Unfortunately, the tendency towards bipolar choice is common in many fields, not least the evaluation profession. I remember the debates way back in the early ‘90s when adherents of quantitative and qualitative methods were arguing that their methodology was the only one that was right. Then, in 2006, the article “When Will We Ever Learn” was instrumental to launching the birth of rigorous impact evaluations based on RCTs. This, in turn, has prompted a counter-movement to advocate qualitative methods, pushing the envelope for participatory evaluations to go beyond focus groups and ask whose reality counts.

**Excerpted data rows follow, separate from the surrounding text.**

//! Curve point and secret scalar wrappers over the `k256` backend.
//!
//! `Point` carries the group element (including the point at infinity, which
//! several derivation steps must detect and reject). `SecretScalar` holds a
//! private scalar as raw bytes and zeroizes them on drop; the inner bytes are
//! validated to lie in `[1, n)` at construction.

use k256::elliptic_curve::group::Group;
use k256::elliptic_curve::ops::{LinearCombination, Reduce};
use k256::elliptic_curve::sec1::{FromEncodedPoint, ToEncodedPoint};
use k256::{AffinePoint, EncodedPoint, FieldBytes, NonZeroScalar, ProjectivePoint, Scalar, U256};
use rand_core::OsRng;
use zeroize::Zeroize;

use crate::error::Error;

/// Length of a SEC1 compressed point encoding.
pub const COMPRESSED_POINT_SIZE: usize = 33;

/// Length of a SEC1 uncompressed point encoding.
pub const UNCOMPRESSED_POINT_SIZE: usize = 65;

/// An element of the secp256k1 group.
#[derive(Clone, Copy, Debug, PartialEq, Eq)]
pub struct Point(ProjectivePoint);

impl Point {
    /// Decode a SEC1 point. Accepts the 33-byte compressed and 65-byte
    /// uncompressed forms; every other length is rejected before parsing.
    ///
    /// Neither form can encode the point at infinity, so a decoded point is
    /// always a proper group element.
    pub fn decode(bytes: &[u8]) -> Result<Self, Error> {
        if bytes.len() != COMPRESSED_POINT_SIZE && bytes.len() != UNCOMPRESSED_POINT_SIZE {
            return Err(Error::InvalidEncoding);
        }
        let encoded = EncodedPoint::from_bytes(bytes).map_err(|_| Error::InvalidEncoding)?;
        let affine = Option::<AffinePoint>::from(AffinePoint::from_encoded_point(&encoded))
            .ok_or(Error::NotOnCurve)?;
        Ok(Self(affine.into()))
    }

    /// Compressed SEC1 encoding. The point at infinity has no SEC1 encoding.
    pub fn encode_compressed(&self) -> Result<[u8; COMPRESSED_POINT_SIZE], Error> {
        if self.is_infinity() {
            return Err(Error::PointAtInfinity);
        }
        let mut out = [0u8; COMPRESSED_POINT_SIZE];
        out.copy_from_slice(self.0.to_affine().to_encoded_point(true).as_bytes());
        Ok(out)
    }

    /// SEC1 encoding with the caller's choice of form.
    pub fn encode(&self, compressed: bool) -> Result<Vec<u8>, Error> {
        if self.is_infinity() {
            return Err(Error::PointAtInfinity);
        }
        Ok(self
            .0
            .to_affine()
            .to_encoded_point(compressed)
            .as_bytes()
            .to_vec())
    }

    /// Whether this is the identity element.
    pub fn is_infinity(&self) -> bool {
        bool::from(self.0.is_identity())
    }

    /// Group addition.
    pub fn add(&self, other: &Self) -> Self {
        Self(self.0 + other.0)
    }

    /// Scalar multiplication.
    pub fn mul(&self, scalar: &Scalar) -> Self {
        Self(self.0 * scalar)
    }

    /// `k·G` for the group generator `G`.
    pub fn generator_mul(scalar: &Scalar) -> Self {
        Self(ProjectivePoint::GENERATOR * scalar)
    }

    /// `k·G + Q` as a single linear combination, the shape both the stealth
    /// derivation and signature recovery are written in.
    pub fn generator_mul_add(scalar: &Scalar, q: &Self) -> Self {
        Self(ProjectivePoint::lincomb(
            &ProjectivePoint::GENERATOR,
            scalar,
            &q.0,
            &Scalar::ONE,
        ))
    }

    pub(crate) fn from_projective(point: ProjectivePoint) -> Self {
        Self(point)
    }

    pub(crate) fn to_affine(self) -> AffinePoint {
        self.0.to_affine()
    }
}

/// A private scalar in `[1, n)`, zeroized on drop.
///
/// The raw bytes are kept rather than the field representation so cleanup
/// wipes the actual secret material.
#[derive(Clone)]
pub struct SecretScalar {
    bytes: [u8; 32],
}

impl SecretScalar {
    /// Sample a uniform non-zero scalar from the OS RNG.
    pub fn random() -> Self {
        let scalar = NonZeroScalar::random(&mut OsRng);
        Self {
            bytes: scalar.to_bytes().into(),
        }
    }

    /// Accept exactly the big-endian values in `[1, n)`.
    pub fn from_bytes(bytes: &[u8; 32]) -> Result<Self, Error> {
        let valid: Option<NonZeroScalar> =
            NonZeroScalar::from_repr(*FieldBytes::from_slice(bytes)).into();
        valid.ok_or(Error::ScalarOutOfRange)?;
        Ok(Self { bytes: *bytes })
    }

    /// The scalar as a field element. The bytes were validated below the
    /// group order, so the reduction is exact.
    pub fn to_scalar(&self) -> Scalar {
        <Scalar as Reduce<U256>>::reduce_bytes(FieldBytes::from_slice(&self.bytes))
    }

    /// Big-endian bytes, fixed width. Small values stay left-padded.
    pub fn as_bytes(&self) -> &[u8; 32] {
        &self.bytes
    }

    /// Compressed public key for this secret. A non-zero scalar times the
    /// generator is never the identity, so this is total.
    pub fn public_key_bytes(&self) -> [u8; COMPRESSED_POINT_SIZE] {
        let mut out = [0u8; COMPRESSED_POINT_SIZE];
        let affine = (ProjectivePoint::GENERATOR * self.to_scalar()).to_affine();
        out.copy_from_slice(affine.to_encoded_point(true).as_bytes());
        out
    }
}

impl Drop for SecretScalar {
    fn drop(&mut self) {
        self.bytes.zeroize();
    }
}

impl core::fmt::Debug for SecretScalar {
    fn fmt(&self, f: &mut core::fmt::Formatter<'_>) -> core::fmt::Result {
        f.debug_struct("SecretScalar").finish_non_exhaustive()
    }
}

#[cfg(test)]
mod tests {
    use super::*;

    /// Compressed encoding of the generator.
    const GENERATOR_COMPRESSED: &str =
        "0279be667ef9dcbbac55a06295ce870b07029bfcdb2dce28d959f2815b16f81798";

    /// The group order `n`, big-endian.
    const GROUP_ORDER: &str =
        "fffffffffffffffffffffffffffffffebaaedce6af48a03bbfd25e8cd0364141";

    fn order_minus_one() -> [u8; 32] {
        let mut bytes: [u8; 32] = hex::decode(GROUP_ORDER).unwrap().try_into().unwrap();
        bytes[31] -= 1;
        bytes
    }

    #[test]
    fn decode_rejects_bad_lengths() {
        for len in [0usize, 1, 32, 34, 64, 66] {
            let bytes = vec![0x02u8; len];
            assert_eq!(Point::decode(&bytes), Err(Error::InvalidEncoding));
        }
    }

    #[test]
    fn decode_rejects_unknown_tag() {
        let mut bytes = [0u8; 33];
        bytes[0] = 0x05;
        assert_eq!(Point::decode(&bytes), Err(Error::InvalidEncoding));
    }

    #[test]
    fn decode_rejects_off_curve_coordinates() {
        // (1, 1) does not satisfy y^2 = x^3 + 7.
        let mut bytes = [0u8; 65];
        bytes[0] = 0x04;
        bytes[32] = 0x01;
        bytes[64] = 0x01;
        assert_eq!(Point::decode(&bytes), Err(Error::NotOnCurve));

        // An x-coordinate at the field maximum is not a field element.
        let mut high_x = [0xffu8; 33];
        high_x[0] = 0x02;
        assert_eq!(Point::decode(&high_x), Err(Error::NotOnCurve));
    }

    #[test]
    fn generator_round_trips_both_forms() {
        let generator = Point::generator_mul(&Scalar::ONE);
        let compressed = generator.encode_compressed().unwrap();
        assert_eq!(hex::encode(compressed), GENERATOR_COMPRESSED);

        let uncompressed = generator.encode(false).unwrap();
        assert_eq!(uncompressed.len(), UNCOMPRESSED_POINT_SIZE);
        assert_eq!(Point::decode(&uncompressed).unwrap(), generator);
        assert_eq!(Point::decode(&compressed).unwrap(), generator);
    }

    #[test]
    fn generator_mul_add_matches_separate_operations() {
        let two = Scalar::ONE + Scalar::ONE;
        let q = Point::generator_mul(&two);
        let k = two + Scalar::ONE;
        let combined = Point::generator_mul_add(&k, &q);
        let separate = Point::generator_mul(&k).add(&q);
        assert_eq!(combined, separate);
    }

    #[test]
    fn infinity_is_reachable_and_unencodable() {
        // (n - 1)·G + G = O.
        let minus_one = SecretScalar::from_bytes(&order_minus_one()).unwrap();
        let sum = Point::generator_mul_add(&minus_one.to_scalar(), &Point::generator_mul(&Scalar::ONE));
        assert!(sum.is_infinity());
        assert_eq!(sum.encode_compressed(), Err(Error::PointAtInfinity));
        assert_eq!(sum.encode(false), Err(Error::PointAtInfinity));
    }

    #[test]
    fn secret_scalar_range_checks() {
        assert_eq!(
            SecretScalar::from_bytes(&[0u8; 32]).unwrap_err(),
            Error::ScalarOutOfRange
        );

        let order: [u8; 32] = hex::decode(GROUP_ORDER).unwrap().try_into().unwrap();
        assert_eq!(
            SecretScalar::from_bytes(&order).unwrap_err(),
            Error::ScalarOutOfRange
        );

        assert!(SecretScalar::from_bytes(&order_minus_one()).is_ok());

        let mut one = [0u8; 32];
        one[31] = 0x01;
        let scalar = SecretScalar::from_bytes(&one).unwrap();
        assert_eq!(scalar.to_scalar(), Scalar::ONE);
        assert_eq!(hex::encode(scalar.public_key_bytes()), GENERATOR_COMPRESSED);
    }

    #[test]
    fn random_scalars_differ() {
        let a = SecretScalar::random();
        let b = SecretScalar::random();
        assert_ne!(a.as_bytes(), b.as_bytes());
    }
}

This was the good side: at each end of the spectrum, people challenged themselves to enhance methods and deepen debates. But how much time and energy did we have to invest to come out in a better place? Eventually the Network of Networks on Impact Evaluation – an initiative to bring the two sides together – helped reconcile positions, at least among evaluators. But, many donors still demand RCTs, and universities churn out students that are sold on the idea that this is the only way to go.
IEG’s evaluation of impact evaluations undertaken by the World Bank Group flagged some of the weaknesses of this approach. The quality of impact evaluations is not uniform, the choices not strategic but rather clustered around a few subjects like conditional cash transfers, and – perhaps most importantly -- the use of their results was, especially in the early years, negligible.
So, is it time to abandon ship on RCTs? Development Economist Lant Pritchett delivered a searing critique of RCT Randomistas a few weeks ago at the fall meeting of the Evaluation Cooperation Group. His main concern was about external validity and the danger of extrapolating from one context, often at small scale, to another very different context. Instead, he urged for more “structured experiential learning,” which allows implementing agencies to rigorously search across alternative project designs using the monitoring data that provides real time performance information with direct feedback into project design and implementation.
My view? What matters to me more than who is right or wrong, is that we need to draw on each and every method to deepen our understanding of what happened, how and why. And not just, the independent evaluation folks but also those implementing projects who monitor, observe, evaluate – RCT, quasi-experimental, or qualitatively – and can do so real-time for greater learning.
What this means for our work in IEG is that we are now combining systematic reviews of existing impact evaluations with portfolio analyses and findings from qualitative evaluations, and tapping into big data and social media to get more information that is out there. And we combine all of that with our own interviews and site visits. The range of data points and opportunities for triangulation is incredible and each perspective enriches our understanding, not just of the “what” but more importantly the “why and how” that will help us – as development practitioners – replicate success, adapting from one situation to another, and avoid as much as possible failure.